> [WHAT YOU SHOULD DO]
Read the records beneath this task and copy every line that contains the string "parts".
━━━━━ SUPPLIED MATERIAL
//! Intent model and alias normalisation
//!
//! An [`Intent`] is the `{action, parameters}` pair that drives dispatch.
//! Oracle replies are loose JSON, so before an intent is built the raw object
//! goes through [`normalize_aliases`], which folds the spellings models
//! actually produce (`type`, `query`, bare `mood`, `"album"`, ...) into the
//! canonical shape.

use crate::error::{MaestroError, Result};
use serde::{Deserialize, Serialize};
use serde_json::{Map, Value};
use std::fmt;

/// What the user asked for.
#[derive(Debug, Clone, PartialEq, Eq, Serialize, Deserialize)]
#[serde(from = "String", into = "String")]
pub enum Action {
    PlaySong,
    PlayPlaylist,
    AddToPlaylist,
    CreatePlaylist,
    ShowCurrentSong,
    Pause,
    Resume,
    Play,
    Skip,
    /// Anything else, with the raw action string kept for the dispatcher's
    /// search fallback.
    Unknown(String),
}

impl Action {
    /// Parse a canonical action name. Unrecognised names become `Unknown`.
    pub fn parse(name: &str) -> Self {
        match name {
            "play_song" => Action::PlaySong,
            "play_playlist" => Action::PlayPlaylist,
            "add_to_playlist" => Action::AddToPlaylist,
            "create_playlist" => Action::CreatePlaylist,
            "show_current_song" => Action::ShowCurrentSong,
            "pause" => Action::Pause,
            "resume" => Action::Resume,
            "play" => Action::Play,
            "skip" => Action::Skip,
            other => Action::Unknown(other.to_string()),
        }
    }

    pub fn as_str(&self) -> &str {
        match self {
            Action::PlaySong => "play_song",
            Action::PlayPlaylist => "play_playlist",
            Action::AddToPlaylist => "add_to_playlist",
            Action::CreatePlaylist => "create_playlist",
            Action::ShowCurrentSong => "show_current_song",
            Action::Pause => "pause",
            Action::Resume => "resume",
            Action::Play => "play",
            Action::Skip => "skip",
            Action::Unknown(raw) => raw,
        }
    }
}

impl fmt::Display for Action {
    fn fmt(&self, f: &mut fmt::Formatter<'_>) -> fmt::Result {
        f.write_str(self.as_str())
    }
}

impl From<String> for Action {
    fn from(name: String) -> Self {
        Action::parse(&name)
    }
}

impl From<Action> for String {
    fn from(action: Action) -> Self {
        action.as_str().to_string()
    }
}

/// Optional slots an intent may carry.
#[derive(Debug, Clone, Default, PartialEq, Eq, Serialize, Deserialize)]
pub struct IntentParameters {
    #[serde(default, skip_serializing_if = "Option::is_none")]
    pub title: Option<String>,
    #[serde(default, skip_serializing_if = "Option::is_none")]
    pub artist: Option<String>,
    #[serde(default, skip_serializing_if = "Option::is_none")]
    pub playlist_name: Option<String>,
    #[serde(default, skip_serializing_if = "Option::is_none")]
    pub mood: Option<String>,
    #[serde(default, skip_serializing_if = "Option::is_none")]
    pub genre: Option<String>,
}

impl IntentParameters {
    pub fn with_title(title: impl Into<String>) -> Self {
        Self {
            title: Some(title.into()),
            ..Default::default()
        }
    }

    pub fn is_empty(&self) -> bool {
        *self == Self::default()
    }

    /// `"{title} {artist}"` trimmed; empty when neither is set.
    pub fn song_query(&self) -> String {
        join_words(&[self.title.as_deref(), self.artist.as_deref()])
    }

    /// `title`, falling back to `playlist_name`.
    pub fn playlist_query(&self) -> String {
        self.title
            .as_deref()
            .or(self.playlist_name.as_deref())
            .unwrap_or_default()
            .trim()
            .to_string()
    }

    /// `"{mood} {genre}"` trimmed; empty when neither is set.
    pub fn vibe_query(&self) -> String {
        join_words(&[self.mood.as_deref(), self.genre.as_deref()])
    }

    fn from_object(params: &Map<String, Value>) -> Self {
        Self {
            title: param_string(params.get("title")),
            artist: param_string(params.get("artist")),
            playlist_name: param_string(params.get("playlist_name")),
            mood: param_string(params.get("mood")),
            genre: param_string(params.get("genre")),
        }
    }
}

/// A resolved request. Always structurally complete.
#[derive(Debug, Clone, PartialEq, Eq, Serialize, Deserialize)]
pub struct Intent {
    pub action: Action,
    #[serde(default)]
    pub parameters: IntentParameters,
}

impl Intent {
    pub fn new(action: Action, parameters: IntentParameters) -> Self {
        Self { action, parameters }
    }

    /// A parameterless intent, as produced by the keyword table.
    pub fn bare(action: Action) -> Self {
        Self::new(action, IntentParameters::default())
    }

    /// The fallback for anything unresolvable: search for the raw text.
    pub fn fallback(original_text: &str) -> Self {
        Self::new(
            Action::PlaySong,
            IntentParameters::with_title(original_text.trim()),
        )
    }

    /// Build an intent from a raw oracle object.
    ///
    /// The object is alias-normalised first. A missing (or non-string)
    /// action yields [`Intent::fallback`] for `original_text`.
    pub fn from_oracle_value(value: Value, original_text: &str) -> Result<Self> {
        let object = match value {
            Value::Object(object) => object,
            other => {
                return Err(MaestroError::Resolution(format!(
                    "expected a JSON object, got {}",
                    json_kind(&other)
                )))
            }
        };

        let normalized = normalize_aliases(object);

        let action = match normalized.get("action") {
            Some(Value::String(action)) if !action.is_empty() => Action::parse(action),
            _ => return Ok(Self::fallback(original_text)),
        };

        let parameters = match normalized.get("parameters") {
            Some(Value::Object(params)) => IntentParameters::from_object(params),
            _ => IntentParameters::default(),
        };

        Ok(Self::new(action, parameters))
    }
}

/// Parameter keys that models sometimes emit at the top level.
const BARE_PARAMETER_KEYS: [&str; 5] = ["title", "artist", "playlist_name", "mood", "genre"];

/// Alternate parameter spellings and the canonical key they fold into.
const PARAMETER_ALIASES: [(&str, &str); 4] = [
    ("query", "title"),
    ("song", "title"),
    ("track", "title"),
    ("playlist", "playlist_name"),
];

/// Fold field and action aliases into the canonical intent shape.
///
/// - `type` becomes `action` when `action` is absent
/// - top-level `query` and the bare parameter keys move into `parameters`
/// - `parameters.query` (and a few siblings) become `parameters.title`
/// - action values are lowercased, spaces and hyphens become underscores,
///   and `playlist`/`album` → `play_playlist`, `song` → `play_song`,
///   `stop` → `pause`
///
/// The function is idempotent: a normalised object normalises to itself.
/// A canonical key that is already set always wins over an alias.
pub fn normalize_aliases(mut object: Map<String, Value>) -> Map<String, Value> {
    if !object.contains_key("action") {
        if let Some(kind) = object.remove("type") {
            object.insert("action".to_string(), kind);
        }
    }

    if let Some(Value::String(action)) = object.get_mut("action") {
        *action = canonical_action(action);
    }

    let mut params = match object.remove("parameters") {
        Some(Value::Object(params)) => params,
        _ => Map::new(),
    };

    for (alias, canonical) in PARAMETER_ALIASES {
        if let Some(value) = params.remove(alias) {
            params.entry(canonical).or_insert(value);
        }
    }

    if let Some(query) = object.remove("query") {
        params.entry("title").or_insert(query);
    }

    for key in BARE_PARAMETER_KEYS {
        if let Some(value) = object.remove(key) {
            params.entry(key).or_insert(value);
        }
    }

    object.insert("parameters".to_string(), Value::Object(params));
    object
}

fn canonical_action(raw: &str) -> String {
    let cleaned: String = raw
        .trim()
        .to_lowercase()
        .chars()
        .map(|c| if c == ' ' || c == '-' { '_' } else { c })
        .collect();

    match cleaned.as_str() {
        "playlist" | "album" => "play_playlist".to_string(),
        "song" => "play_song".to_string(),
        "stop" => "pause".to_string(),
        _ => cleaned,
    }
}

fn param_string(value: Option<&Value>) -> Option<String> {
    let text = match value? {
        Value::String(s) => s.trim().to_string(),
        Value::Number(n) => n.to_string(),
        Value::Bool(b) => b.to_string(),
        Value::Array(items) => items
            .iter()
            .filter_map(|item| param_string(Some(item)))
            .collect::<Vec<_>>()
            .join(", "),
        Value::Null | Value::Object(_) => return None,
    };
    (!text.is_empty()).then_some(text)
}

fn join_words(parts: &[Option<&str>]) -> String {
    parts
        .iter()
        .flatten()
        .map(|s| s.trim())
        .filter(|s| !s.is_empty())
        .collect::<Vec<_>>()
        .join(" ")
}

fn json_kind(value: &Value) -> &'static str {
    match value {
        Value::Null => "null",
        Value::Bool(_) => "a boolean",
        Value::Number(_) => "a number",
        Value::String(_) => "a string",
        Value::Array(_) => "an array",
        Value::Object(_) => "an object",
    }
}

#[cfg(test)]
mod tests {
    use super::*;
    use serde_json::json;

    fn object(value: Value) -> Map<String, Value> {
        match value {
            Value::Object(map) => map,
            _ => panic!("test fixture must be an object"),
        }
    }

    #[test]
    fn test_action_round_trip_names() {
        for name in [
            "play_song",
            "play_playlist",
            "add_to_playlist",
            "create_playlist",
            "show_current_song",
            "pause",
            "resume",
            "play",
            "skip",
        ] {
            let action = Action::parse(name);
            assert!(!matches!(action, Action::Unknown(_)), "{} parsed as unknown", name);
            assert_eq!(action.as_str(), name);
        }
        assert_eq!(Action::parse("dance"), Action::Unknown("dance".into()));
    }

    #[test]
    fn test_type_becomes_action() {
        let normalized = normalize_aliases(object(json!({"type": "song", "query": "Blue in Green"})));
        assert_eq!(normalized["action"], "play_song");
        assert_eq!(normalized["parameters"]["title"], "Blue in Green");
        assert!(normalized.get("type").is_none());
        assert!(normalized.get("query").is_none());
    }

    #[test]
    fn test_action_wins_over_type() {
        let normalized = normalize_aliases(object(json!({"action": "skip", "type": "song"})));
        assert_eq!(normalized["action"], "skip");
    }

    #[test]
    fn test_action_aliases() {
        for (raw, expected) in [
            ("playlist", "play_playlist"),
            ("Album", "play_playlist"),
            ("song", "play_song"),
            ("STOP", "pause"),
            ("play song", "play_song"),
            ("show-current-song", "show_current_song"),
        ] {
            let normalized = normalize_aliases(object(json!({ "action": raw })));
            assert_eq!(normalized["action"], expected, "alias {}", raw);
        }
    }

    #[test]
    fn test_bare_mood_and_genre_move_into_parameters() {
        let normalized = normalize_aliases(object(json!({
            "action": "play_song",
            "mood": "chill",
            "genre": "jazz"
        })));
        assert_eq!(normalized["parameters"], json!({"mood": "chill", "genre": "jazz"}));
    }

    #[test]
    fn test_canonical_parameter_wins_over_alias() {
        let normalized = normalize_aliases(object(json!({
            "action": "play_song",
            "query": "ignored",
            "parameters": {"title": "kept", "query": "also ignored"}
        })));
        assert_eq!(normalized["parameters"], json!({"title": "kept"}));
    }

    #[test]
    fn test_non_object_parameters_become_empty() {
        let normalized = normalize_aliases(object(json!({"action": "pause", "parameters": "none"})));
        assert_eq!(normalized["parameters"], json!({}));
    }

    #[test]
    fn test_from_oracle_value_full() {
        let intent = Intent::from_oracle_value(
            json!({"action": "play_song", "parameters": {"title": " So What ", "artist": "Miles Davis"}}),
            "play so what",
        )
        .unwrap();
        assert_eq!(intent.action, Action::PlaySong);
        assert_eq!(intent.parameters.title.as_deref(), Some("So What"));
        assert_eq!(intent.parameters.song_query(), "So What Miles Davis");
    }

    #[test]
    fn test_from_oracle_value_missing_action_falls_back() {
        let intent = Intent::from_oracle_value(json!({"parameters": {"title": "x"}}), "  hum something  ").unwrap();
        assert_eq!(intent, Intent::fallback("hum something"));
        assert_eq!(intent.parameters.title.as_deref(), Some("hum something"));
    }

    #[test]
    fn test_from_oracle_value_non_string_action_falls_back() {
        let intent = Intent::from_oracle_value(json!({"action": 7}), "seven").unwrap();
        assert_eq!(intent, Intent::fallback("seven"));
    }

    #[test]
    fn test_from_oracle_value_missing_parameters() {
        let intent = Intent::from_oracle_value(json!({"action": "show_current_song"}), "what is this").unwrap();
        assert_eq!(intent, Intent::bare(Action::ShowCurrentSong));
    }

    #[test]
    fn test_from_oracle_value_rejects_non_object() {
        assert!(Intent::from_oracle_value(json!(["pause"]), "pause").is_err());
    }

    #[test]
    fn test_param_string_coercion() {
        let params = IntentParameters::from_object(&object(json!({
            "title": 1999,
            "artist": ["Prince", "The Revolution"],
            "mood": null,
            "genre": ""
        })));
        assert_eq!(params.title.as_deref(), Some("1999"));
        assert_eq!(params.artist.as_deref(), Some("Prince, The Revolution"));
        assert!(params.mood.is_none());
        assert!(params.genre.is_none());
    }

    #[test]
    fn test_queries() {
        let params = IntentParameters {
            playlist_name: Some("Road Trip".into()),
            mood: Some("upbeat".into()),
            ..Default::default()
        };
        assert_eq!(params.song_query(), "");
        assert_eq!(params.playlist_query(), "Road Trip");
        assert_eq!(params.vibe_query(), "upbeat");
        assert!(!params.is_empty());
        assert!(IntentParameters::default().is_empty());
    }

    #[test]
    fn test_intent_serialization() {
        let intent = Intent::new(Action::Pause, IntentParameters::default());
        assert_eq!(
            serde_json::to_value(&intent).unwrap(),
            json!({"action": "pause", "parameters": {}})
        );

        let parsed: Intent = serde_json::from_value(json!({"action": "dance"})).unwrap();
        assert_eq!(parsed.action, Action::Unknown("dance".into()));
    }
}
//! Configuration builder trait
//!
//! Provides a common trait for configuration sections so every config in
//! the workspace layers the same way: start from a value (defaults or a
//! parsed file), overlay the environment, then validate.

use crate::config::EnvReader;
use crate::Result;

/// Trait for configuration sections that accept an environment overlay
///
/// # Example
///
/// ```rust,ignore
/// use tooling::config::{ConfigBuilder, EnvReader};
///
/// impl ConfigBuilder for PlayerConfig {
///     fn apply_env(&mut self, env: &EnvReader) -> tooling::Result<()> {
///         if let Some(endpoint) = env.string("ENDPOINT")? {
///             self.endpoint = endpoint;
///         }
///         Ok(())
///     }
/// }
///
/// let config = PlayerConfig::from_env_over_defaults("PLAYER_")?;
/// ```
pub trait ConfigBuilder: Default {
    /// Overwrite fields whose variables are present in `env`
    ///
    /// Absent variables must leave the field untouched.
    fn apply_env(&mut self, env: &EnvReader) -> Result<()>;

    /// Validate the configuration
    ///
    /// The default implementation accepts everything.
    fn validate(&self) -> Result<()> {
        Ok(())
    }

    /// Overlay the environment on `self` and validate the result
    fn layered(mut self, env: &EnvReader) -> Result<Self> {
        self.apply_env(env)?;
        self.validate()?;
        Ok(self)
    }

    /// Defaults overlaid with `{prefix}*` variables, validated
    fn from_env_over_defaults(prefix: &str) -> Result<Self> {
        Self::default().layered(&EnvReader::new(prefix))
    }
}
━━━━━━━━━━
> [ANSWER TO THIS PROBLEM]
fn join_words(parts: &[Option<&str>]) -> String {
    parts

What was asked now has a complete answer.